**Data section**
impl State {
    /// Creates a bare state: no globals at all until libraries are installed.
    pub fn new(allocator: Option<Allocator>) -> Result<State> {
        // SAFETY: the unsafe constructor unlocks the debug library and binary
        // chunks. The guest's `load`, `loadfile` and `dofile` are text-only,
        // so bytecode enters through `load_chunk` alone; `debug` and `package`
        // (whose C searcher loads native code) need an explicit install.
        let lua = unsafe { Lua::unsafe_new_with(StdLib::NONE, LuaOptions::new()) };
        guest_panic::install_trap(&lua)?;
        libs::strip_base(&lua)?;

        let registry = SharedRegistry::default();
        lua.set_app_data(registry.clone());

        let state = State {
            lua,
            registry,
            limit: ExecutionLimit::default(),
            allocator: Cell::new(Allocator::System),
            installed: RefCell::new(BTreeSet::new()),
            pcall_hidden: Cell::new(false),
            depth: Cell::new(0),
        };
        if let Some(allocator) = allocator {
            state.set_allocator(allocator)?;
        }
        debug!("state created");
        Ok(state)
    }

    /// Builds a state with the allocator, budget and libraries `config` names.
    pub fn from_config(config: &Config) -> Result<State> {
        config.validate()?;
        let state = State::new(config.memory_limit.map(Allocator::limited))?;
        state.set_hook_interval(config.hook_interval);
        state.set_execution_limit(config.execution_limit.unwrap_or(0));
        for lib in &config.libraries {
            state.install(*lib)?;
        }
        if config.hide_pcall {
            state.hide_pcall()?;
        }
        Ok(state)
    }

    /// Destroys the state. Ids it issued stop resolving.
    pub fn close(self) {
        self.registry.clear();
        debug!("state closed");
    }

    pub fn lua(&self) -> &Lua {
        &self.lua
    }

    // ---- resources ----------------------------------------------------------

    pub fn set_allocator(&self, allocator: Allocator) -> Result<()> {
        allocator.apply(&self.lua)?;
        self.allocator.set(allocator);
        Ok(())
    }

    pub fn allocator(&self) -> Allocator {
        self.allocator.get()
    }

    pub fn used_memory(&self) -> usize {
        self.lua.used_memory()
    }

    /// Instruction budget for each top-level entry; `0` clears it.
    pub fn set_execution_limit(&self, limit: u32) {
        self.limit.set(&self.lua, limit);
        debug!(limit, "execution limit set");
    }

    pub fn execution_limit(&self) -> Option<u32> {
        self.limit.get()
    }

    pub fn set_hook_interval(&self, interval: u32) {
        self.limit.set_interval(interval);
    }

    pub fn hook_interval(&self) -> u32 {
        self.limit.interval()
    }

    // ---- host registrations -------------------------------------------------

    pub fn register_callback<F>(&self, f: F) -> CallbackId
    where
        F: Fn(&CallContext<'_>, CallArgs) -> Result<Vec<ForeignValue>> + 'static,
    {
        let id = self.registry.register_callback(Rc::new(f));
        debug!(%id, "callback registered");
        id
    }

    pub fn unregister_callback(&self, id: CallbackId) -> bool {
        self.registry.unregister_callback(id)
    }

    pub fn register_struct(&self, obj: impl HostObject + 'static) -> StructId {
        let id = self.registry.register_struct(Box::new(obj));
        debug!(%id, "struct registered");
        id
    }

    pub fn unregister_struct(&self, id: StructId) -> bool {
        self.registry.unregister_struct(id)
    }

    /// Gives the host direct access to a registered object.
    pub fn with_struct<R>(&self, id: StructId, f: impl FnOnce(&mut dyn HostObject) -> R) -> Result<R> {
        let obj = self.registry.resolve_struct(id)?;
        let mut obj = obj.try_borrow_mut().map_err(|_| BridgeError::StructBusy(id))?;
        Ok(f(obj.as_mut()))
    }

    pub fn callback_count(&self) -> usize {
        self.registry.callback_count()
    }

    pub fn struct_count(&self) -> usize {
        self.registry.struct_count()
    }

    // ---- value bridge -------------------------------------------------------

    /// A guest proxy that dispatches to the callable behind `id`.
    pub fn push_callable(&self, id: CallbackId) -> Result<Value> {
        if !self.registry.has_callback(id) {
            return Err(BridgeError::UnresolvedCallback(id));
        }
        bridge::to_guest(&self.lua, ForeignValue::Callback(id))
    }

    pub fn push_struct(&self, id: StructId) -> Result<Value> {
        if !self.registry.has_struct(id) {
            return Err(BridgeError::UnresolvedStruct(id));
        }
        bridge::to_guest(&self.lua, ForeignValue::Struct(id))
    }

    /// Wraps a callable proxy in a plain guest function, for code that
    /// checks `type(f) == "function"`.
    pub fn push_callback(&self, proxy: &Value) -> Result<Function> {
        let id = self.to_callback_id(proxy)?;
        self.bind(id)
    }

    pub fn to_callback_id(&self, value: &Value) -> Result<CallbackId> {
        bridge::callback_id_of(value).ok_or_else(|| BridgeError::NotAProxy {
            expected: "callable",
            got: describe(value),
        })
    }

    pub fn to_struct_id(&self, value: &Value) -> Result<StructId> {
        bridge::struct_id_of(value).ok_or_else(|| BridgeError::NotAProxy {
            expected: "struct",
            got: describe(value),
        })
    }

    pub fn is_callable(&self, value: &Value) -> bool {
        bridge::callback_id_of(value).is_some()
    }

    pub fn is_struct(&self, value: &Value) -> bool {
        bridge::struct_id_of(value).is_some()
    }

    pub fn to_foreign(&self, value: Value) -> Result<ForeignValue> {
        bridge::from_guest(&self.lua, value, 0)
    }

    pub fn to_guest(&self, value: ForeignValue) -> Result<Value> {
        bridge::to_guest(&self.lua, value)
    }

    fn bind(&self, id: CallbackId) -> Result<Function> {
        let f = self
            .lua
            .create_function(move |lua, args: MultiValue| dispatch::invoke(lua, id, args))?;
        Ok(f)
    }

    /// Registers `f` and binds it to the global `name`.
    pub fn register<F>(&self, name: &str, f: F) -> Result<CallbackId>
    where
        F: Fn(&CallContext<'_>, CallArgs) -> Result<Vec<ForeignValue>> + 'static,
    {
        let id = self.register_callback(f);
        self.lua.globals().raw_set(name, self.bind(id)?)?;
        Ok(id)
    }

    /// Binds a module table to the global `name`, also visible to `require`
    /// when the package library is installed.
    pub fn register_library<'n>(
        &self,
        name: &str,
        funcs: impl IntoIterator<Item = (&'n str, HostFn)>,
    ) -> Result<Vec<CallbackId>> {
        let module = self.lua.create_table()?;
        let mut ids = Vec::new();
        for (field, f) in funcs {
            let id = self.registry.register_callback(f);
            module.raw_set(field, self.bind(id)?)?;
            ids.push(id);
        }
        self.lua.globals().raw_set(name, module.clone())?;
        if let Some(loaded) = self.package_loaded()? {
            loaded.raw_set(name, module)?;
        }
        debug!(library = name, functions = ids.len(), "host library registered");
        Ok(ids)
    }

    fn package_loaded(&self) -> Result<Option<Table>> {
        let Value::Table(package) = self.lua.globals().raw_get::<Value>("package")? else {
            return Ok(None);
        };
        match package.raw_get::<Value>("loaded")? {
            Value::Table(loaded) => Ok(Some(loaded)),
            _ => Ok(None),
        }
    }

    pub fn set_global(&self, name: &str, value: ForeignValue) -> Result<()> {
        let value = self.to_guest(value)?;
        self.lua.globals().raw_set(name, value)?;
        Ok(())
    }

    pub fn global(&self, name: &str) -> Result<ForeignValue> {
        let value: Value = self.lua.globals().raw_get(name)?;
        self.to_foreign(value)
    }

    // ---- panics and protected calls -----------------------------------------

    /// Installs the callable run once for every guest panic that reaches
    /// the host; `None` uninstalls. Returns the previous handler.
    pub fn install_panic_handler(&self, handler: Option<CallbackId>) -> Result<Option<CallbackId>> {
        if let Some(id) = handler {
            if !self.registry.has_callback(id) {
                return Err(BridgeError::UnresolvedCallback(id));
            }
        }
        Ok(self.registry.set_panic_handler(handler))
    }

    /// Runs host code that drives the guest. The one place where panics are
    /// caught, guest errors classified and the panic handler consulted.
    ///
    /// The outermost call arms a fresh execution budget and drops it on the
    /// way out; nested calls share it.
    pub fn protected_call<R>(&self, f: impl FnOnce(&Lua) -> mlua::Result<R>) -> Result<R> {
        let outermost = self.depth.get() == 0;
        if outermost {
            self.limit.arm(&self.lua);
        }
        self.depth.set(self.depth.get() + 1);
        let outcome = panic::catch_unwind(AssertUnwindSafe(|| f(&self.lua)));
        self.depth.set(self.depth.get() - 1);
        if outermost {
            // a spent budget hooks every instruction; host-side Lua must not trip it
            limits::disarm(&self.lua);
        }

        match outcome {
            Ok(Ok(value)) => Ok(value),
            Ok(Err(err)) => Err(self.fail(err)),
            Err(payload) => Err(BridgeError::HostPanic(panic_message(payload.as_ref()))),
        }
    }

    fn fail(&self, err: mlua::Error) -> BridgeError {
        let thrown = guest_panic::thrown_value(&self.lua, &err);
        match classify(err) {
            BridgeError::Panic(mut p) => {
                if let Some(value) = thrown {
                    p.payload = value;
                }
                BridgeError::Panic(Box::new(guest_panic::handle(&self.lua, &self.registry, *p)))
            }
            other => other,
        }
    }

    // ---- libraries ----------------------------------------------------------

    /// Installs `lib`, overwriting its bindings if it is already present.
    pub fn install(&self, lib: Library) -> Result<()> {
        libs::install(&self.lua, lib).map_err(classify)?;
        self.installed.borrow_mut().insert(lib);
        if lib == Library::Base && self.pcall_hidden.get() {
            guest_panic::install_mediated_pcall(&self.lua).map_err(classify)?;
        }
        Ok(())
    }

    pub fn install_base(&self) -> Result<()> {
        self.install(Library::Base)
    }

    pub fn install_io(&self) -> Result<()> {
        self.install(Library::Io)
    }

    pub fn install_math(&self) -> Result<()> {
        self.install(Library::Math)
    }

    pub fn install_package(&self) -> Result<()> {
        self.install(Library::Package)
    }

    pub fn install_string(&self) -> Result<()> {
        self.install(Library::String)
    }

    pub fn install_table(&self) -> Result<()> {
        self.install(Library::Table)
    }

    pub fn install_os(&self) -> Result<()> {
        self.install(Library::Os)
    }

    pub fn install_coroutine(&self) -> Result<()> {
        self.install(Library::Coroutine)
    }

    pub fn install_debug(&self) -> Result<()> {
        self.install(Library::Debug)
    }

    pub fn install_bit32(&self) -> Result<()> {
        self.install(Library::Bit32)
    }

    /// Replaces `pcall`/`xpcall` with versions that cannot catch execution
    /// limit or host panic faults. The originals stay reachable as
    /// `unsafe_pcall`/`unsafe_xpcall`.
    pub fn hide_pcall(&self) -> Result<()> {
        if !self.installed.borrow().contains(&Library::Base) {
            return Err(BridgeError::MissingLibrary(Library::Base));
        }
        guest_panic::install_mediated_pcall(&self.lua).map_err(classify)?;
        self.pcall_hidden.set(true);
        debug!("pcall hidden");
        Ok(())
    }

    pub fn installed_libraries(&self) -> Vec<Library> {
        self.installed.borrow().iter().copied().collect()
    }

    // ---- chunks -------------------------------------------------------------

    /// Compiles text or bytecode under `name`, which guest errors report.
    pub fn load_chunk(&self, source: &[u8], name: &str) -> Result<Chunk> {
        Chunk::load(&self.lua, source, name)
    }

    pub fn dump_chunk(&self, chunk: &Chunk, strip: bool) -> Result<Vec<u8>> {
        chunk.dump(strip)
    }

    pub fn dump_function(&self, function: &GuestFunction, strip: bool) -> Result<Vec<u8>> {
        let f: Function = self.lua.registry_value(&function.0)?;
        chunk::dump_function(&f, "function", strip)
    }

    pub fn exec_chunk(&self, chunk: &Chunk, args: Vec<ForeignValue>) -> Result<Vec<ForeignValue>> {
        self.call(chunk.function().clone(), args)
    }

    pub fn do_string(&self, source: &str, name: &str) -> Result<Vec<ForeignValue>> {
        let chunk = self.load_chunk(source.as_bytes(), name)?;
        self.exec_chunk(&chunk, Vec::new())
    }

    /// Loads and runs a file, named after its file name in errors.
    pub fn do_file(&self, path: impl AsRef<Path>) -> Result<Vec<ForeignValue>> {
        let path = path.as_ref();
        let source = fs::read(path)
            .map_err(|e| BridgeError::io(format!("reading {}", path.display()), e))?;
        let name = path
            .file_name()
            .map(|n| n.to_string_lossy().into_owned())
            .unwrap_or_else(|| path.display().to_string());
        let chunk = self.load_chunk(chunk::skip_shebang(&source), &name)?;
        self.exec_chunk(&chunk, Vec::new())
    }

    pub fn call_global(&self, name: &str, args: Vec<ForeignValue>) -> Result<Vec<ForeignValue>> {
        let f = global_function(&self.lua, name)?;
        self.call(f, args)
    }

    pub fn call_function(
        &self,
        function: &GuestFunction,
        args: Vec<ForeignValue>,
    ) -> Result<Vec<ForeignValue>> {
        let f: Function = self.lua.registry_value(&function.0)?;
        self.call(f, args)
    }

    fn call(&self, f: Function, args: Vec<ForeignValue>) -> Result<Vec<ForeignValue>> {
        self.protected_call(|lua| {
            let args = bridge::to_guest_multi(lua, args).map_err(raise)?;
            let out = guest_panic::call_trapped(lua, &f, args)?;
            bridge::from_guest_multi(lua, out).map_err(raise)
        })
    }
}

**About this task**
Pick out, from the lines above, every one that contains the string "NotAProxy".

**Your response**
        bridge::callback_id_of(value).ok_or_else(|| BridgeError::NotAProxy {
        bridge::struct_id_of(value).ok_or_else(|| BridgeError::NotAProxy {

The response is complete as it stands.